[Opening Task input section]

use std::collections::HashMap;

use reskin_utils::error::ConfigError;

use super::{
    ApprovalMode, CoherenceSettings, Config, ConfigSource, Defaults, GenerationSettings,
    StyleSettings,
};

impl Config {
    /// Create a builder for programmatic configuration.
    ///
    /// ```rust
    /// use reskin_config::{ApprovalMode, Config};
    ///
    /// let config = Config::builder()
    ///     .viewport("1280x800")
    ///     .batch_size(3)
    ///     .approval_mode(ApprovalMode::Auto)
    ///     .provider("stub")
    ///     .build()
    ///     .unwrap();
    /// assert_eq!(config.batch_size(), 3);
    /// ```
    #[must_use]
    pub fn builder() -> ConfigBuilder {
        ConfigBuilder::new()
    }
}

/// Fluent construction of a `Config` without files or environment.
///
/// Values set here are attributed to `ConfigSource::Programmatic`.
#[derive(Debug, Clone, Default)]
pub struct ConfigBuilder {
    defaults: Defaults,
    style: StyleSettings,
    coherence: CoherenceSettings,
    generation: GenerationSettings,
    touched: Vec<&'static str>,
}

impl ConfigBuilder {
    #[must_use]
    pub fn new() -> Self {
        Self::default()
    }

    fn touch(mut self, key: &'static str) -> Self {
        self.touched.push(key);
        self
    }

    #[must_use]
    pub fn viewport(mut self, viewport: impl Into<String>) -> Self {
        self.defaults.viewport = Some(viewport.into());
        self.touch("viewport")
    }

    #[must_use]
    pub fn batch_size(mut self, size: usize) -> Self {
        self.defaults.batch_size = Some(size);
        self.touch("batch_size")
    }

    #[must_use]
    pub fn state_batch_size(mut self, size: usize) -> Self {
        self.defaults.state_batch_size = Some(size);
        self.touch("state_batch_size")
    }

    #[must_use]
    pub fn anchor_attempts(mut self, attempts: u32) -> Self {
        self.defaults.anchor_attempts = Some(attempts);
        self.touch("anchor_attempts")
    }

    #[must_use]
    pub fn propagation_attempts(mut self, attempts: u32) -> Self {
        self.defaults.propagation_attempts = Some(attempts);
        self.touch("propagation_attempts")
    }

    #[must_use]
    pub fn backoff_ms(mut self, ms: u64) -> Self {
        self.defaults.backoff_ms = Some(ms);
        self.touch("backoff_ms")
    }

    #[must_use]
    pub fn approval_mode(mut self, mode: ApprovalMode) -> Self {
        self.defaults.approval_mode = Some(mode);
        self.touch("approval_mode")
    }

    #[must_use]
    pub fn hero_variants(mut self, n: u32) -> Self {
        self.defaults.hero_variants = Some(n);
        self.touch("hero_variants")
    }

    #[must_use]
    pub fn style_direction(mut self, direction: impl Into<String>) -> Self {
        self.style.direction = Some(direction.into());
        self.touch("style.direction")
    }

    /// Set the three mandatory palette colors.
    #[must_use]
    pub fn palette(
        mut self,
        primary: impl Into<String>,
        background: impl Into<String>,
        text: impl Into<String>,
    ) -> Self {
        self.style.primary = Some(primary.into());
        self.style.background = Some(background.into());
        self.style.text = Some(text.into());
        self.touch("style.primary")
            .touch("style.background")
            .touch("style.text")
    }

    #[must_use]
    pub fn style(mut self, style: StyleSettings) -> Self {
        self.style = style;
        self.touch("style")
    }

    #[must_use]
    pub fn coherence_threshold(mut self, threshold: f64) -> Self {
        self.coherence.threshold = Some(threshold);
        self.touch("coherence.threshold")
    }

    #[must_use]
    pub fn max_passes(mut self, passes: u32) -> Self {
        self.coherence.max_passes = Some(passes);
        self.touch("coherence.max_passes")
    }

    #[must_use]
    pub fn regen_attempts(mut self, attempts: u32) -> Self {
        self.coherence.regen_attempts = Some(attempts);
        self.touch("coherence.regen_attempts")
    }

    #[must_use]
    pub fn provider(mut self, provider: impl Into<String>) -> Self {
        self.generation.provider = Some(provider.into());
        self.touch("generation.provider")
    }

    #[must_use]
    pub fn endpoint(mut self, endpoint: impl Into<String>) -> Self {
        self.generation.endpoint = Some(endpoint.into());
        self.touch("generation.endpoint")
    }

    #[must_use]
    pub fn budget(mut self, calls: u32) -> Self {
        self.generation.budget = Some(calls);
        self.touch("generation.budget")
    }

    #[must_use]
    pub fn cost_per_image(mut self, cost: f64) -> Self {
        self.generation.cost_per_image = Some(cost);
        self.touch("generation.cost_per_image")
    }

    #[must_use]
    pub fn failed_call_cost(mut self, cost: f64) -> Self {
        self.generation.failed_call_cost = Some(cost);
        self.touch("generation.failed_call_cost")
    }

    /// Build and validate.
    pub fn build(self) -> Result<Config, ConfigError> {
        let mut source_attribution: HashMap<String, ConfigSource> = HashMap::new();
        for key in self.touched {
            source_attribution.insert(key.to_string(), ConfigSource::Programmatic);
        }

        let config = Config {
            defaults: self.defaults,
            style: self.style,
            coherence: self.coherence,
            generation: self.generation,
            source_attribution,
            config_path: None,
        };
        config.validate()?;
        Ok(config)
    }
}
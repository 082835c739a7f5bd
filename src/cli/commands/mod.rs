//! CLI command implementations (facade).
//!
//! Re-exports the command surface used by `run.rs` and the CLI tests.
//! Implementations live in `commands/*`; every handler returns the exit code
//! for a finished command and leaves error printing to `run.rs`.

mod anchor;
mod common;
mod json_emit;
mod pipeline;
mod project;
mod status;

pub use anchor::{
    GateView, execute_anchor_command, execute_complete_anchoring_command,
    execute_gate_response_command, execute_gate_show_command,
};
pub use pipeline::{
    execute_coherence_command, execute_propagate_command, execute_run_command,
    execute_states_command,
};
pub use project::{
    execute_import_audit_command, execute_import_captures_command, execute_init_command,
    execute_record_command, execute_reopen_command, execute_skip_command,
};
pub use status::{StatusOutput, build_status, execute_status_command};
use std::collections::BTreeMap;

use super::{Config, ConfigSource};

impl Config {
    fn source_of(&self, key: &str) -> &'static str {
        self.source_attribution
            .get(key)
            .unwrap_or(&ConfigSource::Default)
            .as_str()
    }

    /// Effective configuration as `key -> (value, source)`, sorted by key.
    #[must_use]
    pub fn effective_config(&self) -> BTreeMap<String, (String, String)> {
        let mut out = BTreeMap::new();
        let mut add = |key: &str, value: Option<String>| {
            if let Some(value) = value {
                out.insert(key.to_string(), (value, self.source_of(key).to_string()));
            }
        };

        add("viewport", Some(self.viewport().to_string()));
        add("batch_size", Some(self.batch_size().to_string()));
        add("state_batch_size", Some(self.state_batch_size().to_string()));
        add("anchor_attempts", Some(self.anchor_attempts().to_string()));
        add(
            "propagation_attempts",
            Some(self.propagation_attempts().to_string()),
        );
        add("backoff_ms", Some(self.backoff_ms().to_string()));
        add("approval_mode", Some(self.approval_mode().to_string()));
        add("hero_variants", Some(self.hero_variants().to_string()));
        add("lock_ttl_seconds", Some(self.lock_ttl_seconds().to_string()));

        add("style.direction", self.style.direction.clone());
        add("style.primary", self.style.primary.clone());
        add("style.background", self.style.background.clone());
        add("style.text", self.style.text.clone());

        add("coherence.threshold", Some(self.coherence_threshold().to_string()));
        add("coherence.max_passes", Some(self.max_passes().to_string()));
        add("coherence.regen_attempts", Some(self.regen_attempts().to_string()));

        add("generation.provider", Some(self.provider().to_string()));
        add("generation.endpoint", self.generation.endpoint.clone());
        add("generation.api_key_env", self.generation.api_key_env.clone());
        add("generation.model", self.generation.model.clone());
        add("generation.budget", self.generation.budget.map(|b| b.to_string()));
        add(
            "generation.cost_per_image",
            Some(self.cost_per_image().to_string()),
        );

        out
    }
}
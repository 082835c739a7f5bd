//! Anchoring commands
//!
//! `anchor`, the `gate` subcommands and `complete-anchoring`.

use anyhow::Result;
use serde::Serialize;

use super::common::{lock_project, open_handle, readonly_handle, report_anchoring, report_summary};
use super::json_emit::emit_gate_json;

use crate::{AnchorSet, Config, ExitCode, GateKind, GateResponse, PendingGate};

/// Generate and validate anchors until a gate or a failing slot.
pub async fn execute_anchor_command(
    project_id: &str,
    regenerate: Option<u8>,
    force: bool,
    config: &Config,
) -> Result<ExitCode> {
    let handle = open_handle(project_id, config)?;
    let _lock = lock_project(&handle, force, config)?;

    if let Some(slot) = regenerate {
        handle.regenerate_anchor(slot)?;
        println!("↻ Slot {slot} invalidated; regenerating");
    }

    let outcome = handle.run_anchoring().await?;
    Ok(report_anchoring(&outcome))
}

/// Pending gate as shown by `reskin gate show --json`.
#[derive(Debug, Serialize)]
pub struct GateView {
    pub project_id: String,
    pub pending_gate: Option<PendingGate>,
    pub validated_anchors: usize,
}

pub fn execute_gate_show_command(
    project_id: &str,
    json: bool,
    config: &Config,
) -> Result<ExitCode> {
    let handle = readonly_handle(project_id, config)?;
    let manifest = handle.manifest()?;
    let set = AnchorSet::load(handle.paths())?;

    let view = GateView {
        project_id: project_id.to_string(),
        pending_gate: manifest.pending_gate,
        validated_anchors: set.validated_count(),
    };

    if json {
        println!("{}", emit_gate_json(&view)?);
        return Ok(ExitCode::SUCCESS);
    }

    let Some(gate) = &view.pending_gate else {
        println!(
            "No pending gate for '{project_id}' ({} anchors validated)",
            view.validated_anchors
        );
        return Ok(ExitCode::SUCCESS);
    };

    let slot_name = set.get(gate.slot).map_or("", |a| a.name.as_str());
    println!("Gate {} (slot {} {slot_name})", gate.gate_id, gate.slot);
    println!("  Opened: {}", gate.opened_at.to_rfc3339());
    for (i, candidate) in gate.candidates.iter().enumerate() {
        println!("    {}. {}", i + 1, handle.paths().resolve(candidate));
    }
    match gate.kind {
        GateKind::HeroSelection => {
            println!("\n  Choose: reskin gate select {project_id} {} <N>", gate.gate_id);
        }
        GateKind::AnchorApproval => {
            println!("\n  Approve: reskin gate approve {project_id} {}", gate.gate_id);
            println!(
                "  Reject:  reskin gate reject {project_id} {} --feedback \"...\"",
                gate.gate_id
            );
        }
    }
    Ok(ExitCode::SUCCESS)
}

/// Answer the pending gate and continue anchoring.
pub async fn execute_gate_response_command(
    project_id: &str,
    gate_id: &str,
    response: GateResponse,
    force: bool,
    config: &Config,
) -> Result<ExitCode> {
    let handle = open_handle(project_id, config)?;
    let _lock = lock_project(&handle, force, config)?;

    println!("✓ Gate {gate_id}: {}", response.describe());
    let outcome = handle.resolve_gate(gate_id, response).await?;
    Ok(report_anchoring(&outcome))
}

pub fn execute_complete_anchoring_command(
    project_id: &str,
    force: bool,
    config: &Config,
) -> Result<ExitCode> {
    let handle = open_handle(project_id, config)?;
    let _lock = lock_project(&handle, force, config)?;

    let summary = handle.complete_anchoring()?;
    let code = report_summary(&summary);
    println!("  Style configuration: {}", handle.paths().style_config());
    Ok(code)
}
//! Anchor generation with human validation gates.
//!
//! Slots are generated lowest first. Each candidate must pass pre-validation
//! before it reaches a gate; in manual mode the pipeline then suspends until
//! [`PipelineHandle::resolve_gate`] is called.

use camino::Utf8PathBuf;
use serde::{Deserialize, Serialize};
use tracing::{debug, info, warn};

use reskin_config::ApprovalMode;
use reskin_generation::{EditRequest, GenerateRequest, GenerationOutput, ImageRef};
use reskin_manifest::{GateKind, GateResponse, Manifest, PendingGate, PhaseUpdate};
use reskin_utils::atomic_write::write_bytes_atomic;
use reskin_utils::error::{ConfigError, PhaseError, ReskinError};
use reskin_utils::logging::PhaseTimer;
use reskin_utils::types::{PhaseId, PhaseStatus, Viewport};

use super::validation::{ValidationCheck, ValidationReport, prevalidate};
use super::{AnchorSet, AnchorType, HERO_SLOT, SLOT_COUNT, SlotDef, slot_def};
use crate::handle::PipelineHandle;
use crate::prompts::{EscalationLadder, anchor_prompt};
use crate::reports::write_report;
use crate::retry::{
    OutputRejected, Rejection, RetryFailure, RetryPolicy, call_with_retry, store_first_image,
};
use crate::style::{StyleConfig, StyleContext};
use crate::summary::PhaseSummary;

/// Where anchoring stopped.
#[derive(Debug, Clone, PartialEq, Serialize, Deserialize)]
#[serde(tag = "outcome", rename_all = "snake_case")]
pub enum AnchoringOutcome {
    /// A person must answer `gate` before anchoring continues
    AwaitingValidation { gate: PendingGate },
    /// Attempts ran out for `slot`; the next run retries it with a prompt
    /// adjusted for `failed_checks`
    NeedsRegeneration {
        slot: u8,
        name: String,
        failed_checks: Vec<ValidationCheck>,
        last_error: Option<String>,
    },
    /// Every slot is validated; call `complete_anchoring`
    AllValidated { validated: usize },
    AlreadyComplete,
}

impl AnchoringOutcome {
    #[must_use]
    pub fn describe(&self) -> String {
        match self {
            Self::AwaitingValidation { gate } => match gate.kind {
                GateKind::HeroSelection => format!(
                    "awaiting hero selection at gate {} ({} candidates)",
                    gate.gate_id,
                    gate.candidates.len()
                ),
                GateKind::AnchorApproval => format!(
                    "awaiting approval of slot {} at gate {}",
                    gate.slot, gate.gate_id
                ),
            },
            Self::NeedsRegeneration {
                slot,
                name,
                failed_checks,
                last_error,
            } => {
                let mut text = format!("slot {slot} ({name}) needs regeneration");
                if !failed_checks.is_empty() {
                    let checks: Vec<&str> =
                        failed_checks.iter().map(ValidationCheck::as_str).collect();
                    text.push_str(&format!("; failed checks: {}", checks.join(", ")));
                }
                if let Some(err) = last_error {
                    text.push_str(&format!("; last error: {err}"));
                }
                text
            }
            Self::AllValidated { validated } => format!("{validated} anchors validated"),
            Self::AlreadyComplete => "anchoring already complete".to_string(),
        }
    }
}

#[derive(Debug)]
enum AnchorRejected {
    Validation(ValidationReport),
    Output(OutputRejected),
}

impl Rejection for AnchorRejected {
    fn reason(&self) -> String {
        match self {
            Self::Validation(report) => format!("pre-validation failed, {}", report.summary()),
            Self::Output(o) => o.reason(),
        }
    }

    fn fixes(&self) -> Vec<String> {
        match self {
            Self::Validation(report) => report.fix_phrases(),
            Self::Output(_) => Vec::new(),
        }
    }

    fn is_retryable(&self) -> bool {
        match self {
            Self::Validation(_) => true,
            Self::Output(o) => o.is_retryable(),
        }
    }
}

/// Candidates that passed pre-validation, relative to the project root.
struct Accepted {
    candidates: Vec<String>,
    report: ValidationReport,
}

enum SlotResult {
    Candidate(PendingGate),
    Exhausted(AnchoringOutcome),
}
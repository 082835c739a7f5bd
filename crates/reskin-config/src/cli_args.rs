use std::path::PathBuf;

use crate::model::ApprovalMode;

/// Overrides taken from the command line. `None` leaves the file/default value.
#[derive(Debug, Clone, Default)]
pub struct CliArgs {
    pub config_path: Option<PathBuf>,
    pub verbose: Option<bool>,
    pub viewport: Option<String>,
    pub batch_size: Option<usize>,
    pub approval_mode: Option<ApprovalMode>,
    pub max_passes: Option<u32>,
    pub threshold: Option<f64>,
    pub budget: Option<u32>,
    /// Use the stub backend instead of the configured provider
    pub dry_run: bool,
}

[Closing Task input section]

- _Work to be completed_
Scan the records above for lines with the word "PipelineHandle". Then report how many there are, as a bare number.

- _Reply to the task_
2